I’m only just realising how lonely sole-parenting can be. Is. Will be.

Almost purple rose, north Brisbane, August 2012
“A single rose can be my garden...a single friend, my world.” — Leo F. Buscaglia

One of the perks of living with a partner is that you can indulge yourself when you’re low on energy. You can throw a little tantrum — stalk away in a huff, drive off for some retail therapy, retreat with a book or self-medicate with a bottle or two. Your partner will have your back, pick up the slack and look after the children until you’re re-energised to once more enter the fray.

I don’t have that luxury any more. I simply can’t afford to lose control of myself. There is no one to look after me or look after the girls if I feel like even just walking away for some time to myself.

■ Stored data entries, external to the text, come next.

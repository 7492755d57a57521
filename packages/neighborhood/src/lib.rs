#![cfg_attr(feature = "fail-on-warnings", deny(warnings))]
#![warn(clippy::all, clippy::pedantic, clippy::nursery, clippy::cargo)]
#![allow(clippy::multiple_crate_versions, clippy::cargo_common_metadata)]

//! Neighborhood zoning analysis.
//!
//! Given the jurisdiction governing a point, fetches the parcel under the
//! point and the parcels around it, classifies both with the
//! jurisdiction's own vocabulary, and summarizes the neighborhood into a
//! diversity score, pattern flags, and rule-derived compatibility concerns.
//!
//! A missing subject parcel or unavailable nearby data degrades the result
//! instead of failing it. Only foundational problems (an unknown
//! jurisdiction, an invalid point or radius) are errors.

pub mod concerns;
pub mod summary;

use std::time::Duration;

use thiserror::Error;
use zone_map_jurisdiction::{
    JurisdictionConfig, JurisdictionError, JurisdictionRegistry, Resolution,
};
use zone_map_parcel::{ParcelSource, dedupe_by_id};
use zone_map_zoning_models::{
    ClassifiedParcel, GeoPoint, NearbyParcels, NeighborhoodAnalysis, ParcelZoningRecord,
    SubjectStatus,
};

use crate::concerns::{ConcernInputs, Subject};

/// Default search radius, roughly two to three city blocks.
pub const DEFAULT_RADIUS_METERS: f64 = 250.0;

/// Default per-fetch time budget.
pub const DEFAULT_FETCH_TIMEOUT: Duration = Duration::from_secs(15);

/// Default distinct-zone count for the high-diversity concern.
pub const DEFAULT_HIGH_DIVERSITY_ZONE_COUNT: usize = 5;

/// Errors that prevent an analysis from being produced at all.
#[derive(Debug, Error)]
pub enum AnalysisError {
    /// Jurisdiction lookup or resolution failed.
    #[error(transparent)]
    Jurisdiction(#[from] JurisdictionError),

    /// Options cannot produce a meaningful analysis.
    #[error("Invalid analysis options: {message}")]
    InvalidOptions {
        /// Description of what went wrong.
        message: String,
    },
}

/// Caller-supplied analysis policy.
#[derive(Debug, Clone, Copy, PartialEq)]
pub struct AnalysisOptions {
    /// Radius for the nearby-parcel query.
    pub radius_meters: f64,
    /// Time budget for each of the two parcel fetches.
    pub fetch_timeout: Duration,
    /// Distinct-zone count at which the high-diversity concern fires.
    pub high_diversity_zone_count: usize,
}

impl Default for AnalysisOptions {
    fn default() -> Self {
        Self {
            radius_meters: DEFAULT_RADIUS_METERS,
            fetch_timeout: DEFAULT_FETCH_TIMEOUT,
            high_diversity_zone_count: DEFAULT_HIGH_DIVERSITY_ZONE_COUNT,
        }
    }
}

impl AnalysisOptions {
    /// Checks that the options are usable.
    ///
    /// # Errors
    ///
    /// Returns [`AnalysisError::InvalidOptions`] for a non-positive or
    /// non-finite radius, a zero timeout, or a zero zone threshold.
    pub fn validate(&self) -> Result<(), AnalysisError> {
        let invalid = |message: String| Err(AnalysisError::InvalidOptions { message });
        if !self.radius_meters.is_finite() || self.radius_meters <= 0.0 {
            return invalid(format!(
                "radius must be a positive number of meters, got {}",
                self.radius_meters
            ));
        }
        if self.fetch_timeout.is_zero() {
            return invalid("fetch timeout must be greater than zero".to_string());
        }
        if self.high_diversity_zone_count == 0 {
            return invalid("high-diversity zone count must be at least 1".to_string());
        }
        Ok(())
    }
}

/// Stateless analyzer over a jurisdiction registry and a parcel source.
pub struct NeighborhoodAnalyzer<'a, S> {
    registry: &'a JurisdictionRegistry,
    source: S,
}

impl<'a, S: ParcelSource> NeighborhoodAnalyzer<'a, S> {
    /// Creates an analyzer.
    pub const fn new(registry: &'a JurisdictionRegistry, source: S) -> Self {
        Self { registry, source }
    }

    /// Analyzes the neighborhood around `point` using the resolved
    /// jurisdiction's data source and vocabulary.
    ///
    /// The result's `unverified` marker is taken from `resolution`, so a
    /// point that fell inside a placeholder town stays flagged.
    ///
    /// # Errors
    ///
    /// Returns [`AnalysisError`] if the jurisdiction is not configured, the
    /// point is invalid, or the options are unusable. Data source failures
    /// are not errors; they produce a partial analysis.
    pub async fn analyze(
        &self,
        resolution: &Resolution,
        point: GeoPoint,
        options: &AnalysisOptions,
    ) -> Result<NeighborhoodAnalysis, AnalysisError> {
        let config = self.registry.get(&resolution.jurisdiction.id)?;
        self.run(config, resolution.unverified, point, options)
            .await
    }

    async fn run(
        &self,
        config: &JurisdictionConfig,
        unverified: bool,
        point: GeoPoint,
        options: &AnalysisOptions,
    ) -> Result<NeighborhoodAnalysis, AnalysisError> {
        options.validate()?;
        if !point.is_valid() {
            return Err(JurisdictionError::UnsupportedLocation {
                longitude: point.longitude,
                latitude: point.latitude,
            }
            .into());
        }

        let fetch = self
            .source
            .fetch_neighborhood(config, point, options.radius_meters, options.fetch_timeout)
            .await;

        let (subject_status, subject_parcel) = match fetch.current {
            Ok(Some(record)) => (SubjectStatus::Found, Some(classify(config, record))),
            Ok(None) => {
                log::info!(
                    "{}: no parcel at ({}, {}); analyzing neighborhood only",
                    config.id(),
                    point.longitude,
                    point.latitude
                );
                (SubjectStatus::NotFound, None)
            }
            Err(e) => {
                log::warn!("{}: current parcel unavailable: {e}", config.id());
                (SubjectStatus::Unavailable, None)
            }
        };

        let nearby_parcels = match fetch.nearby {
            Ok(records) => NearbyParcels::Available {
                parcels: dedupe_by_id(records)
                    .into_iter()
                    .map(|record| classify(config, record))
                    .collect(),
            },
            Err(e) => {
                log::warn!("{}: nearby parcels unavailable: {e}", config.id());
                NearbyParcels::Unavailable {
                    reason: e.to_string(),
                }
            }
        };

        let summary = summary::summarize(nearby_parcels.parcels().unwrap_or_default());

        let subject = subject_parcel.as_ref().map(|parcel| Subject {
            parcel,
            future_category: parcel
                .record
                .future_land_use
                .as_deref()
                .map(|designation| config.vocabulary().classify_future_land_use(designation)),
        });

        let concerns = concerns::evaluate(&ConcernInputs {
            subject,
            nearby: nearby_parcels.parcels().map(|_| &summary),
            radius_meters: options.radius_meters,
            high_diversity_zone_count: options.high_diversity_zone_count,
        });

        log::debug!(
            "{}: {} nearby, {} zones, score {:.4}, {} concerns",
            config.id(),
            summary.parcel_count,
            summary.unique_zone_codes.len(),
            summary.diversity_score,
            concerns.len()
        );

        Ok(NeighborhoodAnalysis {
            jurisdiction_id: config.id().to_string(),
            jurisdiction_name: config.name().to_string(),
            unverified,
            point,
            radius_meters: options.radius_meters,
            subject_status,
            subject_parcel,
            nearby_parcels,
            unique_zone_codes: summary.unique_zone_codes,
            zone_code_counts: summary.zone_code_counts,
            category_counts: summary.category_counts,
            diversity_score: summary.diversity_score,
            pattern_flags: summary.pattern_flags,
            concerns,
        })
    }
}

fn classify(config: &JurisdictionConfig, record: ParcelZoningRecord) -> ClassifiedParcel {
    let category = config.vocabulary().classify_zone(&record.raw_zone_code);
    ClassifiedParcel { record, category }
}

It’s when I’m at home that the void yawns menacingly. The chasm of loneliness and despair is never far from my feet, although I have four other, little travellers on my path who hold my hand to keep me from tripping over the edge.

When visiting friends, I’m unlikely to need that time to myself because I’m revelling in the adult conversation that’s on offer. I need a partner most when I’m by myself — the new catch-22 that other single parents have probably struggled with for millennia. So I can’t schedule in a friendly babysitter when I need one most, although I’m currently cheering myself up with the thought that I’ll see my dad next week.

We had an outing today — meeting an acquaintance at the park — and I was giddy at the prospect of making a homeschooling friend who lives nearby. But three out of four girls were needy and wouldn’t give me the space I needed to maintain a friendly conversation.

I’m still thinking about today — wondering if the girls’ negativity was about their needs or more about me. Conscious parents will understand what I’m trying to analyse, for we accept that our children are here to teach us with their innocence and love rather than to receive the sceptical wisdom of our experiences.

Maybe I’m experiencing this so I can grow even stronger. Perhaps our extended time here in Brisbane is less about connecting with locals and more about regrouping as a family unit.

Maybe I’m learning that I shouldn’t try to put roots down in this area again. We lost so many local friendships when we left the church, and yet that painful experience was what set us free to find wonderful relationships across a wider geography.

As I ponder today and pray for strength to handle tomorrow, I seek solace in a moment of solitude. With everyone else in bed, perhaps I’ll sleep by myself for a change. Yes, sole-parenting can be lonely, but it can also be too much of a good thing too. I’ll take a bit of space tonight so I can catch my breath again — I’ll surely need it for tomorrow.